Using the small set of phone call metadata that they collected from the volunteers, the research team then began their search to find out how much detailed personal information they could find out about each person by using publicly available searches. The research team used people search engines, public record searches, internet search engines and social media sites to find out as much information as they could about each person who volunteered for the study.
Some of the publicly available searches that the researchers used included well-known sites like Facebook, Google and Intelius. The results of their study are a privacy advocate’s worst nightmare.
By using people searches, public record databases, search engines and social media sites, the researchers were able to find the full names for the overwhelming majority of phone number owners, showing that phone number metadata is anything but anonymous.

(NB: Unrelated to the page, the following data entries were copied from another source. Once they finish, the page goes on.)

impl WizardState {
    pub fn new() -> Self {
        Self::default()
    }

    /// The single mutation entry point.
    pub fn dispatch(&mut self, action: WizardAction) -> Result<(), CoreError> {
        match action {
            WizardAction::FileLoaded { file, mappings } => {
                self.require_idle()?;
                self.require_step(WizardStep::Upload)?;
                self.parsed_file = Some(file);
                self.mappings = mappings;
                self.clear_review();
                self.error = None;
            }
            WizardAction::SetMapping { source_index, target } => {
                self.require_idle()?;
                self.require_step(WizardStep::Upload)?;
                set_manual_mapping(&mut self.mappings, source_index, target)?;
            }
            WizardAction::SetAssignment(config) => {
                self.require_idle()?;
                self.assignment = config;
            }
            WizardAction::SetDuplicateConfig(config) => {
                self.require_idle()?;
                self.duplicate_config = config;
            }
            WizardAction::SetDefaultStatus(status) => {
                self.require_idle()?;
                validate_lead_status(&status)?;
                self.default_status = status;
            }
            WizardAction::BeginPreview => {
                self.require_idle()?;
                self.require_step(WizardStep::Upload)?;
                self.can_leave_upload()?;
                self.is_processing = true;
                self.error = None;
            }
            WizardAction::PreviewReady(preview) => {
                self.require_busy()?;
                self.require_step(WizardStep::Upload)?;
                self.transition(WizardStep::Preview)?;
                self.default_decisions = preview.default_decisions(&self.duplicate_config);
                self.row_decisions = self.default_decisions.clone();
                self.edited_rows.clear();
                self.editing_row = None;
                self.duplicate_warning = preview.warning().map(str::to_string);
                self.preview = Some(preview);
                self.is_processing = false;
            }
            WizardAction::SetRowDecision { row_number, action } => {
                self.require_idle()?;
                self.require_step(WizardStep::Preview)?;
                let issue = self.issue_of(row_number)?;
                check_action_for_issue(issue, action)?;
                self.row_decisions.insert(row_number, action);
            }
            WizardAction::SetDecisionForIssue { issue, action } => {
                self.require_idle()?;
                self.require_step(WizardStep::Preview)?;
                check_action_for_issue(issue, action)?;
                let rows: Vec<RowNumber> = self
                    .preview
                    .as_ref()
                    .map(|p| {
                        p.issue_rows()
                            .into_iter()
                            .filter(|(_, kind)| *kind == issue)
                            .map(|(n, _)| n)
                            .collect()
                    })
                    .unwrap_or_default();
                for n in rows {
                    self.row_decisions.insert(n, action);
                }
            }
            WizardAction::StartEditing(row_number) => {
                self.require_step(WizardStep::Preview)?;
                self.require_row(row_number)?;
                self.editing_row = Some(row_number);
            }
            WizardAction::CancelEditing => {
                self.editing_row = None;
            }
            WizardAction::SaveRowEdits { row_number, edits } => {
                self.require_idle()?;
                self.require_step(WizardStep::Preview)?;
                self.require_row(row_number)?;
                if edits.is_empty() {
                    self.edited_rows.remove(&row_number);
                } else {
                    self.edited_rows.insert(row_number, edits);
                }
                self.editing_row = None;
            }
            WizardAction::BeginImport => {
                self.require_idle()?;
                self.require_step(WizardStep::Preview)?;
                self.can_leave_preview()?;
                self.transition(WizardStep::Import)?;
                self.is_processing = true;
                self.editing_row = None;
                self.progress = None;
                self.results = None;
                self.job_id = None;
                self.error = None;
            }
            WizardAction::ImportStarted { job_id } => {
                self.require_step(WizardStep::Import)?;
                self.job_id = Some(job_id);
            }
            WizardAction::ProgressUpdated(progress) => {
                self.require_step(WizardStep::Import)?;
                self.progress = Some(progress);
            }
            WizardAction::ImportFinished(results) => {
                self.require_busy()?;
                self.require_step(WizardStep::Import)?;
                self.results = Some(results);
                self.is_processing = false;
            }
            WizardAction::OperationFailed(message) => {
                self.is_processing = false;
                self.error = Some(message);
            }
            WizardAction::DismissWarning => {
                self.duplicate_warning = None;
            }
            WizardAction::ClearError => {
                self.error = None;
            }
            WizardAction::GoBack => {
                self.require_idle()?;
                match self.step {
                    WizardStep::Upload => {
                        return Err(CoreError::Validation("Already at the first step".into()));
                    }
                    WizardStep::Preview => {
                        self.transition(WizardStep::Upload)?;
                        self.clear_review();
                    }
                    WizardStep::Import => {
                        if self.results.is_some() {
                            return Err(CoreError::Conflict(
                                "Import already finished; start a new import instead".into(),
                            ));
                        }
                        self.transition(WizardStep::Preview)?;
                        self.progress = None;
                        self.job_id = None;
                    }
                }
                self.error = None;
            }
            WizardAction::Reset => {
                self.require_idle()?;
                let assignment = std::mem::take(&mut self.assignment);
                let duplicate_config = std::mem::take(&mut self.duplicate_config);
                let default_status = std::mem::take(&mut self.default_status);
                *self = Self {
                    assignment,
                    duplicate_config,
                    default_status,
                    ..Self::default()
                };
            }
        }
        Ok(())
    }

    // -- guards --

    /// A parsed file with at least one mapped column, one of them a contact field.
    pub fn can_leave_upload(&self) -> Result<(), CoreError> {
        if self.parsed_file.is_none() {
            return Err(CoreError::Validation("Upload a file first".into()));
        }
        if mapped_fields(&self.mappings).is_empty() {
            return Err(CoreError::Validation("Map at least one column".into()));
        }
        if !has_contact_mapping(&self.mappings) {
            return Err(CoreError::Validation(
                "Map at least one of email, phone or external id".into(),
            ));
        }
        Ok(())
    }

    /// Something to import: a clean valid row or a decision the user changed.
    pub fn can_leave_preview(&self) -> Result<(), CoreError> {
        let valid = self.preview.as_ref().map_or(0, |p| p.summary.valid);
        if valid > 0 || self.has_non_default_decision() {
            Ok(())
        } else {
            Err(CoreError::Validation("Nothing to import".into()))
        }
    }

    pub fn has_non_default_decision(&self) -> bool {
        self.row_decisions
            .iter()
            .any(|(n, action)| self.default_decisions.get(n) != Some(action))
    }

    // -- derived views --

    pub fn decision(&self, row_number: RowNumber) -> Option<UnifiedRowAction> {
        self.row_decisions.get(&row_number).copied()
    }

    /// A database duplicate with edits applied and the current decision attached.
    pub fn db_duplicate_view(&self, row_number: RowNumber) -> Option<DbDuplicateRow> {
        let preview = self.preview.as_ref()?;
        let dup = preview.db_duplicate(row_number)?;
        let row = preview.row(row_number)?;
        let mut view = match self.edited_rows.get(&row_number) {
            Some(edits) => dup.with_row_data(&merge_edits(&row.normalized_data, edits)),
            None => dup.clone(),
        };
        view.row_action = self.decision(row_number);
        Some(view)
    }

    /// Assemble the commit request from the reviewed state.
    pub fn build_commit_request(&self) -> Result<CommitRequest, CoreError> {
        let file = self
            .parsed_file
            .as_ref()
            .ok_or_else(|| CoreError::Validation("No file loaded".into()))?;
        let preview = self
            .preview
            .as_ref()
            .ok_or_else(|| CoreError::Validation("Preview has not been computed".into()))?;

        let validated_rows = preview
            .validated_rows
            .iter()
            .map(|validation| {
                let raw_data = file
                    .rows
                    .iter()
                    .find(|r| r.row_number == validation.row_number)
                    .map(|r| {
                        file.headers
                            .iter()
                            .enumerate()
                            .map(|(i, h)| (h.clone(), r.value(i).to_string()))
                            .collect()
                    })
                    .unwrap_or_default();
                CommitRow {
                    validation: validation.clone(),
                    raw_data,
                }
            })
            .collect();

        let db_duplicate_info = preview
            .db_duplicates
            .duplicates
            .iter()
            .map(|d| DbDuplicateInfo {
                row_number: d.row_number,
                matched_field: d.matched_field,
                matched_value: d.matched_value.clone(),
                existing_lead_id: d.existing_lead.id.to_string(),
            })
            .collect();

        Ok(CommitRequest {
            file_name: file.file_name.clone(),
            file_type: file.file_type,
            total_rows: file.total_rows(),
            validated_rows,
            mappings: self.mappings.clone(),
            assignment_config: self.assignment.clone(),
            duplicate_config: self.duplicate_config.clone(),
            row_actions: self
                .row_decisions
                .iter()
                .filter(|(n, action)| self.default_decisions.get(*n) != Some(*action))
                .map(|(n, a)| (*n, a.to_row_action().as_str().to_string()))
                .collect(),
            db_duplicate_info,
            edited_rows: self.edited_rows.clone(),
            default_status: Some(self.default_status.clone()),
            default_source: None,
        })
    }

    // -- helpers --

    fn transition(&mut self, next: WizardStep) -> Result<(), CoreError> {
        validate_step_transition(self.step.to_number(), next.to_number())?;
        self.step = next;
        Ok(())
    }

    fn clear_review(&mut self) {
        self.preview = None;
        self.row_decisions.clear();
        self.default_decisions.clear();
        self.edited_rows.clear();
        self.editing_row = None;
        self.duplicate_warning = None;
    }

    fn require_idle(&self) -> Result<(), CoreError> {
        if self.is_processing {
            return Err(CoreError::Conflict("Another operation is in progress".into()));
        }
        Ok(())
    }

    fn require_busy(&self) -> Result<(), CoreError> {
        if !self.is_processing {
            return Err(CoreError::Conflict("No operation is in progress".into()));
        }
        Ok(())
    }

    fn require_step(&self, step: WizardStep) -> Result<(), CoreError> {
        if self.step != step {
            return Err(CoreError::Validation(format!(
                "Action not allowed at step '{}' (expected '{}')",
                self.step.label(),
                step.label()
            )));
        }
        Ok(())
    }

    fn require_row(&self, row_number: RowNumber) -> Result<(), CoreError> {
        let known = self.preview.as_ref().is_some_and(|p| p.row(row_number).is_some());
        if !known {
            return Err(CoreError::Validation(format!("Unknown row {row_number}")));
        }
        Ok(())
    }

    fn issue_of(&self, row_number: RowNumber) -> Result<IssueKind, CoreError> {
        self.preview
            .as_ref()
            .and_then(|p| p.issue_kind(row_number))
            .ok_or_else(|| CoreError::Validation(format!("Row {row_number} has no issue to decide")))
    }
}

In addition, the researchers were able to use the phone number and call history data to find out areas where volunteers lived and the businesses that they phoned most frequently. Furthermore, the subject’s phone call histories were used to find out personal information on people like religious affiliation, political affiliation, social causes, health care providers etc.
Prior to November 2015, the National Security Agency gathered massive amounts of phone call metadata from every phone number in the United States. Phone number metadata is currently collected and stored by telephone service providers. The NSA now has to get a FISA order to obtain this phone data.
However, even with recent federal laws that restrict access to telephone metadata, the Stanford study estimates that law enforcement and the NSA are still able to obtain metadata for around 25,000 people from just one target person’s phone records.